Please copy out the lines in the entries that contain "unwrap".

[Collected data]
════════════════
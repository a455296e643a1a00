//! URL and web string helpers
//!
//! Encoding and decoding of URL path components in several styles, bot
//! detection from a user-agent string, and small HTML-safety helpers.

use std::sync::OnceLock;

use regex::Regex;

/// Survives the non-word strip so compliant slugs can round-trip hyphens
const HYPHEN_TOKEN: &str = "xx00hyphen00xx";

/// Keywords that identify search engines and other well-known bots
const BOT_KEYWORDS: [&str; 10] = [
    "bot", "spider", "google", "yahoo", "search", "crawl", "slurp", "msn", "teoma", "ask.com",
];

/// How much of the source text a slug preserves
#[derive(Debug, Clone, Copy, PartialEq, Eq)]
pub enum SlugMode {
    /// Drops more non-alphanumeric characters to create a nicer-looking slug
    Aggressive,
    /// Encodes hyphens (as `--`) so the source text round-trips. Not as nice looking
    Compliant,
}

/// URL-component encoding styles supported by [`encode_url_component`]
#[derive(Debug, Clone, Copy, PartialEq, Eq)]
pub enum UrlEncodingKind {
    /// Standard percent encoding
    Percent,
    /// Lowercase hyphenated slug
    Slug,
    /// Spaces swapped for underscores, nothing else touched
    Underscore,
}

fn non_word_chars() -> &'static Regex {
    static RE: OnceLock<Regex> = OnceLock::new();
    RE.get_or_init(|| Regex::new(r"[^\w-]").unwrap())
}

fn hyphen_runs() -> &'static Regex {
    static RE: OnceLock<Regex> = OnceLock::new();
    RE.get_or_init(|| Regex::new(r"-{2,}").unwrap())
}

fn edge_hyphens() -> &'static Regex {
    static RE: OnceLock<Regex> = OnceLock::new();
    RE.get_or_init(|| Regex::new(r"^-|-$").unwrap())
}

/// Encodes a string in a chosen format so that it is URL-safe
pub fn encode_url_component(kind: UrlEncodingKind, mode: SlugMode, text: &str) -> String {
    match kind {
        UrlEncodingKind::Percent => urlencoding::encode(text).into_owned(),
        UrlEncodingKind::Underscore => text.replace(' ', "_"),
        UrlEncodingKind::Slug => {
            let mut slug = if mode == SlugMode::Compliant {
                text.replace('-', HYPHEN_TOKEN)
            } else {
                text.to_string()
            };

            slug = slug.replace(' ', "-");
            slug = non_word_chars().replace_all(&slug, "").into_owned();
            slug = hyphen_runs().replace_all(&slug, "-").into_owned();
            slug = edge_hyphens().replace_all(&slug, "").into_owned();

            if mode == SlugMode::Compliant {
                slug = slug.replace(HYPHEN_TOKEN, "--");
            }

            slug.to_lowercase()
        }
    }
}

/// Aggressive-mode convenience over [`encode_url_component`]
pub fn encode_url_component_aggressive(kind: UrlEncodingKind, text: &str) -> String {
    encode_url_component(kind, SlugMode::Aggressive, text)
}

/// Decodes a string from a chosen URL encoding format
pub fn decode_url_component(kind: UrlEncodingKind, text: &str) -> String {
    match kind {
        UrlEncodingKind::Percent => {
            String::from_utf8_lossy(&urlencoding::decode_binary(text.as_bytes())).into_owned()
        }
        UrlEncodingKind::Underscore => text.replace('_', " "),
        UrlEncodingKind::Slug => {
            let text = text
                .replace("--", HYPHEN_TOKEN)
                .replace('-', " ")
                .replace(HYPHEN_TOKEN, "-");
            String::from_utf8_lossy(&urlencoding::decode_binary(text.as_bytes())).into_owned()
        }
    }
}

/// Returns the page segment of a URL path, i.e. everything after the final `/`
pub fn page_name_from_url(path: &str) -> &str {
    match path.rfind('/') {
        Some(index) => &path[index + 1..],
        None => path,
    }
}

/// Attempts to identify whether a user agent belongs to a search engine or
/// other known bot.
///
/// Won't raise false positives but is not guaranteed to identify all bots.
pub fn is_known_bot(user_agent: &str) -> bool {
    let user_agent = user_agent.to_lowercase();
    BOT_KEYWORDS
        .iter()
        .any(|keyword| user_agent.contains(keyword))
}

/// Ensures a string will not break an HTML element when placed into a
/// double-quoted attribute. Useful for keeping tooltips safe.
pub fn to_safe_html_parameter(text: &str) -> String {
    text.replace('"', "'")
}

#[cfg(test)]
mod tests {
    use super::*;

    #[test]
    fn test_percent_encoding_round_trip() {
        let encoded = encode_url_component_aggressive(UrlEncodingKind::Percent, "a b&c");
        assert_eq!(encoded, "a%20b%26c");
        assert_eq!(decode_url_component(UrlEncodingKind::Percent, &encoded), "a b&c");
    }

    #[test]
    fn test_underscore_encoding_round_trip() {
        let encoded = encode_url_component_aggressive(UrlEncodingKind::Underscore, "The Front Page");
        assert_eq!(encoded, "The_Front_Page");
        assert_eq!(
            decode_url_component(UrlEncodingKind::Underscore, &encoded),
            "The Front Page"
        );
    }

    #[test]
    fn test_slug_encoding_aggressive() {
        assert_eq!(
            encode_url_component_aggressive(UrlEncodingKind::Slug, "Hello, World!"),
            "hello-world"
        );
        assert_eq!(
            encode_url_component_aggressive(UrlEncodingKind::Slug, "  spaced   out  "),
            "spaced-out"
        );
        // Aggressive mode folds source hyphens into separators.
        assert_eq!(
            encode_url_component_aggressive(UrlEncodingKind::Slug, "blu-ray discs"),
            "blu-ray-discs"
        );
    }

    #[test]
    fn test_slug_encoding_compliant_round_trips_hyphens() {
        let encoded = encode_url_component(UrlEncodingKind::Slug, SlugMode::Compliant, "blu-ray discs");
        assert_eq!(encoded, "blu--ray-discs");
        assert_eq!(
            decode_url_component(UrlEncodingKind::Slug, &encoded),
            "blu-ray discs"
        );
    }

    #[test]
    fn test_slug_decoding_maps_hyphens_to_spaces() {
        assert_eq!(
            decode_url_component(UrlEncodingKind::Slug, "hello-world"),
            "hello world"
        );
    }

    #[test]
    fn test_page_name_from_url() {
        assert_eq!(page_name_from_url("/gallery/photos/summer.html"), "summer.html");
        assert_eq!(page_name_from_url("index.html"), "index.html");
        assert_eq!(page_name_from_url("/gallery/"), "");
    }

    #[test]
    fn test_is_known_bot() {
        assert!(is_known_bot(
            "Mozilla/5.0 (compatible; Googlebot/2.1; +http://www.google.com/bot.html)"
        ));
        assert!(is_known_bot("Yahoo! Slurp"));
        assert!(is_known_bot("SomeCrawler/1.0"));
        assert!(!is_known_bot(
            "Mozilla/5.0 (X11; Linux x86_64; rv:109.0) Gecko/20100101 Firefox/115.0"
        ));
    }

    #[test]
    fn test_to_safe_html_parameter() {
        assert_eq!(
            to_safe_html_parameter(r#"say "hello""#),
            "say 'hello'"
        );
    }
}
//! Image dimension probing
//!
//! Answers "how big is this image" without the caller decoding anything,
//! either from a file on disk or from an in-memory buffer, plus magic-byte
//! format sniffing for the common web formats.

use std::path::Path;

use anyhow::{Context, Result};
use image::ImageFormat;

/// Returns the width and height of an image by inspecting the file itself.
///
/// Only the header is read; pixel data is never decoded.
pub fn image_dimensions<P: AsRef<Path>>(path: P) -> Result<(u32, u32)> {
    let path = path.as_ref();
    image::image_dimensions(path)
        .with_context(|| format!("failed to read image dimensions from {}", path.display()))
}

/// Returns the width and height of an image held in memory, or `None` when
/// the data does not decode as a supported image
pub fn dimensions_from_bytes(data: &[u8]) -> Option<(u32, u32)> {
    image::load_from_memory(data)
        .ok()
        .map(|img| (img.width(), img.height()))
}

/// Sniffs the image format from magic bytes.
///
/// Recognises PNG, JPEG, GIF and WebP; anything else is `None`.
pub fn detect_image_format(data: &[u8]) -> Option<ImageFormat> {
    if data.len() < 8 {
        return None;
    }

    if data.starts_with(&[0x89, 0x50, 0x4E, 0x47, 0x0D, 0x0A, 0x1A, 0x0A]) {
        Some(ImageFormat::Png)
    } else if data.starts_with(&[0xFF, 0xD8, 0xFF]) {
        Some(ImageFormat::Jpeg)
    } else if data.starts_with(&[0x47, 0x49, 0x46]) {
        Some(ImageFormat::Gif)
    } else if data.len() >= 12 && &data[8..12] == b"WEBP" {
        Some(ImageFormat::WebP)
    } else {
        None
    }
}
//! Bounded in-memory object cache with popularity-based eviction.
//!
//! The core of the crate is [`services::PopularityCache`]: a thread-safe
//! store for arbitrary domain objects keyed by a compound identity, holding
//! at most a configured number of entries and evicting the least-requested
//! entry when full. Alongside it live small imaging and URL helpers that
//! typically accompany the cache in a content-serving application.

pub mod config;
pub mod errors;
pub mod models;
pub mod services;
pub mod utils;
════════════════
**Task answer**
    RE.get_or_init(|| Regex::new(r"[^\w-]").unwrap())
    RE.get_or_init(|| Regex::new(r"-{2,}").unwrap())
    RE.get_or_init(|| Regex::new(r"^-|-$").unwrap())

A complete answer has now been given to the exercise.